Reflecting.
I have crap parents. Still in contact but see them distantly. I've had counselling over the years and re-parented myself as best I can.
I've had several long term partners too, had 2 children with one whom I still get along with and share the children with, but embarrassingly, none of my partners have ever asked me to marry them.
When I think of my friends who have married, they all come from loving, close families and their husbands have all become a part of their extended family- as if love attracts love.
The friends I have from backgrounds lile mine are also unmarried and one is divorced having married young.
I guess as we get older and more independent and parents are no longer around, family backgrounds are less important. But when you're in your late 20s,is marrying into a "family unit" as important as marrying a partner to many people?
I would like to know the answer to this.
Would it put you off marrying someone like me?
FWIW, I am now mid-late thirties and wondering if I will ever get my chance to marry someone nice and have that stability I have always wished for. My parents are selfish drinkers who generally don't do anything for me unless there's something in it for them.

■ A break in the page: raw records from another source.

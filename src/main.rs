use anyhow::{Context, Result};
use clap::{Parser, ValueEnum};
use std::fs;
use std::io::{self, Read, Write};

use typus::utils::Splinter;
use typus::{Locale, Options, Typus};

#[derive(Clone, Copy, Debug, ValueEnum)]
enum Language {
    En,
    Ru,
}

impl From<Language> for Locale {
    fn from(language: Language) -> Self {
        match language {
            Language::En => Locale::En,
            Language::Ru => Locale::Ru,
        }
    }
}

#[derive(Parser, Debug)]
#[command(author, version, about, long_about = None)]
struct Args {
    /// File to process, standard input if omitted
    #[arg(value_name = "FILE")]
    file: Option<String>,

    /// Language rules and quotes
    #[arg(short, long, value_enum, default_value_t = Language::En)]
    locale: Language,

    /// Show non-breaking spaces as underscores
    #[arg(short, long)]
    debug: bool,

    /// Phrases to leave untouched, split by the delimiter
    #[arg(short, long, value_name = "PHRASES")]
    escape: Option<String>,

    /// Delimiter for --escape, escape it with a backslash to keep it
    #[arg(long, value_name = "D", default_value = ",")]
    delimiter: String,
}

fn main() -> Result<()> {
    env_logger::init();
    let args = Args::parse();

    let text = match args.file.as_ref() {
        Some(path) => fs::read_to_string(path).with_context(|| format!("Failed to read {path}"))?,
        None => {
            let mut text = String::new();
            io::stdin()
                .read_to_string(&mut text)
                .context("Failed to read standard input")?;
            text
        }
    };

    let phrases = match args.escape.as_deref() {
        Some(phrases) => Splinter::new(&args.delimiter)?.split(phrases),
        None => Vec::new(),
    };
    let options = Options::new().debug(args.debug).escape_phrases(phrases);

    let typus = Typus::for_locale(args.locale.into())?;
    let mut stdout = io::stdout().lock();
    writeln!(stdout, "{}", typus.process_with(&text, &options)).context("Failed to write output")?;
    Ok(())
}
//! Built-in English and Russian rule sets.
//!
//! Each rule set is a [`Producer`] registered in [`EXPRESSIONS`] under its
//! name. Producers read their data from [`Tables`], so units, symbols and
//! character classes can be swapped without touching the patterns.

use phf::{Map, phf_map};

use super::expressions::{Producer, Replace, Rule};
use crate::chars::{
    ANYSP, DPRIME, MDASH, MDASH_PAIR, MINUS, NBSP, NDASH, NNBSP, RSQUO, SPRIME, THNSP, TIMES, WHSP,
};
use crate::utils::{group, map_choices, re_choices};

/// Rule sets a locale preset runs, in order.
pub const DEFAULT_EXPRESSIONS: &[&str] = &[
    "spaces",
    "linebreaks",
    "apostrophe",
    "complex_symbols",
    "mdash",
    "primes",
    "digit_spaces",
    "pairs",
    "units",
    "ranges",
    "vulgar_fractions",
    "math",
    "ruble",
    "abbrs",
    "rep_positional_spaces",
    "del_positional_spaces",
];

/// Every built-in rule set by name.
pub static EXPRESSIONS: Map<&'static str, Producer> = phf_map! {
    "spaces" => expr_spaces as Producer,
    "linebreaks" => expr_linebreaks as Producer,
    "apostrophe" => expr_apostrophe as Producer,
    "complex_symbols" => expr_complex_symbols as Producer,
    "mdash" => expr_mdash as Producer,
    "primes" => expr_primes as Producer,
    "digit_spaces" => expr_digit_spaces as Producer,
    "pairs" => expr_pairs as Producer,
    "units" => expr_units as Producer,
    "ranges" => expr_ranges as Producer,
    "vulgar_fractions" => expr_vulgar_fractions as Producer,
    "math" => expr_math as Producer,
    "ruble" => expr_ruble as Producer,
    "abbrs" => expr_abbrs as Producer,
    "rep_positional_spaces" => expr_rep_positional_spaces as Producer,
    "del_positional_spaces" => expr_del_positional_spaces as Producer,
    "phones" => expr_phones as Producer,
};

static COMPLEX_SYMBOLS: Map<&'static str, &'static str> = phf_map! {
    "..." => "…",
    "<-" => "←",
    "->" => "→",
    "+-" => "±",
    "+−" => "±",
    "<=" => "≤",
    ">=" => "≥",
    "/=" => "≠",
    "==" => "≡",
    "(r)" => "®",
    "(c)" => "©",
    "(p)" => "℗",
    "(tm)" => "™",
    "(sm)" => "℠",
    "mA*h" => "mA•h",
    // Cyrillic look-alikes
    "(с)" => "©",
    "(р)" => "℗",
    "(тм)" => "™",
    "мА*ч" => "мА•ч",
};

static VULGAR_FRACTIONS: Map<&'static str, &'static str> = phf_map! {
    "1/2" => "½",
    "1/3" => "⅓",
    "1/4" => "¼",
    "1/5" => "⅕",
    "1/6" => "⅙",
    "1/8" => "⅛",
    "2/3" => "⅔",
    "2/5" => "⅖",
    "3/4" => "¾",
    "3/5" => "⅗",
    "3/8" => "⅜",
    "4/5" => "⅘",
    "5/6" => "⅚",
    "5/8" => "⅝",
    "7/8" => "⅞",
};

const UNITS: &[&str] = &[
    "mm", "cm", "dm", "m", "km", "mg", "kg", "ml", "dpi", "mA•h", "мм", "см", "дм", "м", "км", "мг",
    "г", "кг", "т", "мл", "л", "мА•ч",
];

/// Characters replaced by the `math` rule set, with their symbol.
const MATH: &[(&str, char)] = &[("-", MINUS), ("*xх", TIMES)];

/// Spaces next to symbols, see [`Tables::rep_positional_spaces`].
#[derive(Debug, Clone, Copy, PartialEq, Eq)]
pub struct PositionalSpaces {
    /// Symbols with a space on their left.
    pub before: &'static str,
    /// Symbols with a space on both sides.
    pub both: &'static str,
    /// Symbols with a space on their right.
    pub after: &'static str,
}

/// Data the built-in rule sets are made of.
#[derive(Debug, Clone, Copy)]
pub struct Tables {
    /// Regex class of letters.
    pub words: &'static str,
    /// Case-insensitive symbol replacements.
    pub complex_symbols: &'static Map<&'static str, &'static str>,
    /// Case-sensitive unit names.
    pub units: &'static [&'static str],
    pub vulgar_fractions: &'static Map<&'static str, &'static str>,
    pub math: &'static [(&'static str, char)],
    /// Regex class of math operators.
    pub math_operators: &'static str,
    /// Spaces turned into non-breaking ones.
    pub rep_positional_spaces: PositionalSpaces,
    /// Spaces removed. Only `before` is used by default.
    pub del_positional_spaces: PositionalSpaces,
    /// Alternation of ruble abbreviations.
    pub ruble: &'static str,
}

impl Tables {
    /// Data for English and Russian text.
    pub fn en_ru() -> Self {
        Tables {
            words: r"[^\W\d_]",
            complex_symbols: &COMPLEX_SYMBOLS,
            units: UNITS,
            vulgar_fractions: &VULGAR_FRACTIONS,
            math: MATH,
            math_operators: r"[\-−*xх×+=±≤≥≠÷/]",
            rep_positional_spaces: PositionalSpaces {
                before: "₽→—",
                both: "&≡≤≥≠",
                after: "←$€£%±−×©§¶№",
            },
            del_positional_spaces: PositionalSpaces {
                before: "®℗™℠:,.?!…",
                both: "",
                after: "",
            },
            ruble: "руб|р",
        }
    }
}

impl Default for Tables {
    fn default() -> Self {
        Tables::en_ru()
    }
}

pub fn expr_spaces(_: &Tables) -> Vec<Rule> {
    vec![
        // Runs of spaces
        Rule::new(format!("{ANYSP}{{2,}}"), WHSP),
        // Leading and trailing spaces on every line
        Rule::new(format!("(?:^{ANYSP}+|{ANYSP}+$)"), ""),
    ]
}

pub fn expr_linebreaks(_: &Tables) -> Vec<Rule> {
    vec![Rule::new(r"\r\n", "\n"), Rule::new(r"\n{2,}", "\n\n")]
}

pub fn expr_apostrophe(tables: &Tables) -> Vec<Rule> {
    let words = tables.words;
    vec![Rule::new(format!("(?<={words}|[0-9])'(?={words})"), RSQUO)]
}

pub fn expr_complex_symbols(tables: &Tables) -> Vec<Rule> {
    let (choices, replace) = map_choices(tables.complex_symbols.entries().map(|(k, v)| (*k, *v)));
    vec![Rule::new(format!("({choices})"), replace)]
}

pub fn expr_mdash(_: &Tables) -> Vec<Rule> {
    vec![
        Rule::new(" -- ", MDASH_PAIR),
        Rule::new(format!(r"{ANYSP}+[\-{NDASH}]{ANYSP}+(?!\d\b)"), MDASH_PAIR),
        Rule::new(
            format!(r"(\b\D+){ANYSP}+[\-{NDASH}]{ANYSP}+"),
            format!("${{1}}{MDASH_PAIR}"),
        ),
        // Dash opening a line, as in dialogue
        Rule::new(format!(r"^\-{{1,2}}{ANYSP}+"), format!("{MDASH}{NBSP}")),
        // Dash closing a line
        Rule::new(
            format!(r"{ANYSP}+\-{{1,2}}{ANYSP}*(?=$|<br/?>)"),
            format!("{NBSP}{MDASH}"),
        ),
        Rule::new(format!(",{MDASH_PAIR}"), format!(",{MDASH}{THNSP}")),
    ]
}

pub fn expr_primes(_: &Tables) -> Vec<Rule> {
    vec![
        Rule::new(format!(r"(^|{ANYSP})(\d+)'"), format!("${{1}}${{2}}{SPRIME}")),
        Rule::new(format!(r#"(^|{ANYSP})(\d+)""#), format!("${{1}}${{2}}{DPRIME}")),
    ]
}

pub fn expr_digit_spaces(tables: &Tables) -> Vec<Rule> {
    let Tables { words, math_operators, .. } = tables;
    vec![Rule::new(
        format!(r"\b(\d{{1,3}}){WHSP}(?=[0-9]+\b|{words}|{math_operators})"),
        format!("${{1}}{NBSP}"),
    )]
}

pub fn expr_pairs(tables: &Tables) -> Vec<Rule> {
    let words = tables.words;
    vec![
        // Short words stick to the next one
        Rule::new(format!(r"\b({words}{{1,2}}){WHSP}+"), format!("${{1}}{NBSP}")),
        // Unless they're the tail of a hyphenated word or a contraction
        Rule::new(format!(r"([-…’]{words}{{1,2}}){NBSP}"), format!("${{1}}{WHSP}")),
    ]
}

pub fn expr_units(tables: &Tables) -> Vec<Rule> {
    let units = re_choices(tables.units.iter().copied());
    vec![
        Rule::new(
            format!(r"\b(\d+){WHSP}*({units})\b"),
            format!("${{1}}{NBSP}${{2}}"),
        )
        .case_sensitive(),
    ]
}

/// Decimal with either separator.
fn parse_number(number: &str) -> Option<f64> {
    number.replace(',', ".").parse().ok()
}

pub fn expr_ranges(tables: &Tables) -> Vec<Rule> {
    let Tables { words, math_operators, .. } = tables;
    let replace = Replace::func(|caps| {
        let (left, dash, right) = (group(caps, 1), group(caps, 2), group(caps, 3));
        match (parse_number(left), parse_number(right)) {
            (Some(from), Some(to)) if from < to => format!("{left}{NDASH}{right}"),
            _ => format!("{left}{dash}{right}"),
        }
    });
    vec![Rule::new(
        format!(
            r"(-?(?:[0-9]+[\.,][0-9]+|[0-9]+))(-)([0-9]+[\.,][0-9]+|[0-9]+)(?!{ANYSP}*{math_operators}|{words})"
        ),
        replace,
    )]
}

pub fn expr_vulgar_fractions(tables: &Tables) -> Vec<Rule> {
    let (choices, replace) = map_choices(tables.vulgar_fractions.entries().map(|(k, v)| (*k, *v)));
    vec![Rule::new(format!(r"\b({choices})\b"), replace)]
}

pub fn expr_math(tables: &Tables) -> Vec<Rule> {
    tables
        .math
        .iter()
        .map(|(chars, symbol)| {
            Rule::new(
                format!(r"(^|{ANYSP}|\d)[{}]({ANYSP}*\d)", fancy_regex::escape(chars)),
                format!("${{1}}{symbol}${{2}}"),
            )
        })
        .collect()
}

pub fn expr_ruble(tables: &Tables) -> Vec<Rule> {
    let ruble = tables.ruble;
    vec![Rule::new(format!(r"(\d){ANYSP}*(?:{ruble})\b\.?"), format!("${{1}}{NBSP}₽")).case_sensitive()]
}

pub fn expr_abbrs(tables: &Tables) -> Vec<Rule> {
    let words = tables.words;
    vec![
        Rule::new(
            format!(r"\b({words}\.){ANYSP}*({words}\.)"),
            format!("${{1}}{NNBSP}${{2}}"),
        ),
        Rule::new(format!(r"\b({words}\.){WHSP}*(?={words})"), format!("${{1}}{NBSP}")),
    ]
}

/// Rules replacing `find` next to the symbols in `spaces`.
fn positional_spaces(spaces: &PositionalSpaces, find: &str, replace: &str) -> Vec<Rule> {
    let before = fancy_regex::escape(&format!("{}{}", spaces.before, spaces.both)).into_owned();
    let after = fancy_regex::escape(&format!("{}{}", spaces.after, spaces.both)).into_owned();

    let mut rules = Vec::new();
    if !before.is_empty() {
        rules.push(Rule::new(format!("{find}+(?=[{before}])"), replace));
    }
    if !after.is_empty() {
        rules.push(Rule::new(format!("(?<=[{after}]){find}+"), replace));
    }
    rules
}

pub fn expr_rep_positional_spaces(tables: &Tables) -> Vec<Rule> {
    positional_spaces(&tables.rep_positional_spaces, &WHSP.to_string(), &NBSP.to_string())
}

pub fn expr_del_positional_spaces(tables: &Tables) -> Vec<Rule> {
    positional_spaces(&tables.del_positional_spaces, ANYSP, "")
}

/// Phone numbers such as `555-55-55`. Not part of [`DEFAULT_EXPRESSIONS`].
pub fn expr_phones(_: &Tables) -> Vec<Rule> {
    vec![Rule::new(
        r"([0-9]{2,4})\-([0-9]{2,4})\-([0-9]{2,4})",
        format!("${{1}}{NDASH}${{2}}{NDASH}${{3}}"),
    )]
}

Ex-partners have always looked down on my parents, joked about them, eye-rolled at them, told me honestly that they're really crap (I've always appreciated the latter). It all seems such a shame having never been part of a loving family unit and as a little girl,longing for the day I would have my own, to have never married still and be a single mum. I love my children and I'm so glad I had them, but I didn't quite envision it this way. I have a good job, our finances are quite good too, no debt, nice home. But it would be nice to feel wanted by somebody. My friends whose husbands adore them appear to have parents who adore them also.